Bu Âyet-i kerime’ye bakıp hüküm vermeyecek misiniz?
Ey müslüman! Bu metodlara dikkat et, bunların tuzaklarına düşme. Zira hem imanın, hem de paraların gitmiş olur.
Resulullah -sallallahu aleyhi ve sellem-Efendimiz Hadis-i şerif’lerinde buyururlar ki:
"Fâsıka ikram eden kimse İslâmiyet’in yıkılmasına yardım etmiş olur." (Münâvî)

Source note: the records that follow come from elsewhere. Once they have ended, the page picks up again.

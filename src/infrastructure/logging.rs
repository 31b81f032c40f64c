use std::io;

use anyhow::Result;
use once_cell::sync::OnceCell;
use tracing_appender::non_blocking::WorkerGuard;
use tracing_subscriber::{fmt, prelude::*, EnvFilter};

use crate::{config::AppConfig, infrastructure::directories::ResolvedPaths};

const LOG_FILE_PREFIX: &str = "spam-reply.log";

static GUARD: OnceCell<WorkerGuard> = OnceCell::new();

/// Console output goes to stderr so stdout only ever carries the acknowledgement.
pub fn init_tracing(config: &AppConfig, paths: &ResolvedPaths) -> Result<()> {
    GUARD.get_or_try_init::<_, anyhow::Error>(|| {
        let file_appender = tracing_appender::rolling::daily(&paths.logs_dir, LOG_FILE_PREFIX);
        let (file_writer, guard) = tracing_appender::non_blocking(file_appender);

        tracing_subscriber::registry()
            .with(env_filter(&config.logging.level))
            .with(
                fmt::layer()
                    .with_writer(io::stderr)
                    .with_target(true)
                    .with_ansi(true),
            )
            .with(
                fmt::layer()
                    .with_writer(file_writer)
                    .with_target(true)
                    .with_ansi(false),
            )
            .try_init()?;

        tracing::info!(
            logs = %paths.logs_dir.display(),
            file = LOG_FILE_PREFIX,
            "tracing initialized"
        );
        Ok(guard)
    })?;
    Ok(())
}

/// `RUST_LOG` wins over `LOG_LEVEL`; an unparseable level falls back to `info`.
fn env_filter(level: &str) -> EnvFilter {
    EnvFilter::try_from_default_env()
        .or_else(|_| EnvFilter::try_new(level))
        .unwrap_or_else(|_| EnvFilter::new("info"))
}

#[cfg(test)]
mod tests {
    use super::*;

    #[test]
    fn configured_level_applies_without_rust_log() {
        if std::env::var_os("RUST_LOG").is_some() {
            return;
        }
        assert_eq!(env_filter("debug").to_string(), "debug");
    }
}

Binaenaleyh, bunlara vereceğiniz bir kuruştan bile ind-i ilâhîde mesulsünüz. Çünkü görüyorsunuz, ki bunlar küfrü hoş gördüler, İslâm’ı yıkmak için çıktılar. Siz de onlara destek oluyorsunuz. Onlara herhangi bir yardım ederseniz, İslâm dininin yıkılmasına yardım ettiğinizi artık öğrenin.
Kime sırtlarını dayadılar, nereye kaçtılar? Dolayısıyle hem dinimizi, paramparça ettiler, hem vatanımızı paramparça etmeye çalıştılar.
•
Bunların dinleri narcılık dini, imanları paradır. Paraları kesilirse dinleri de yok olur.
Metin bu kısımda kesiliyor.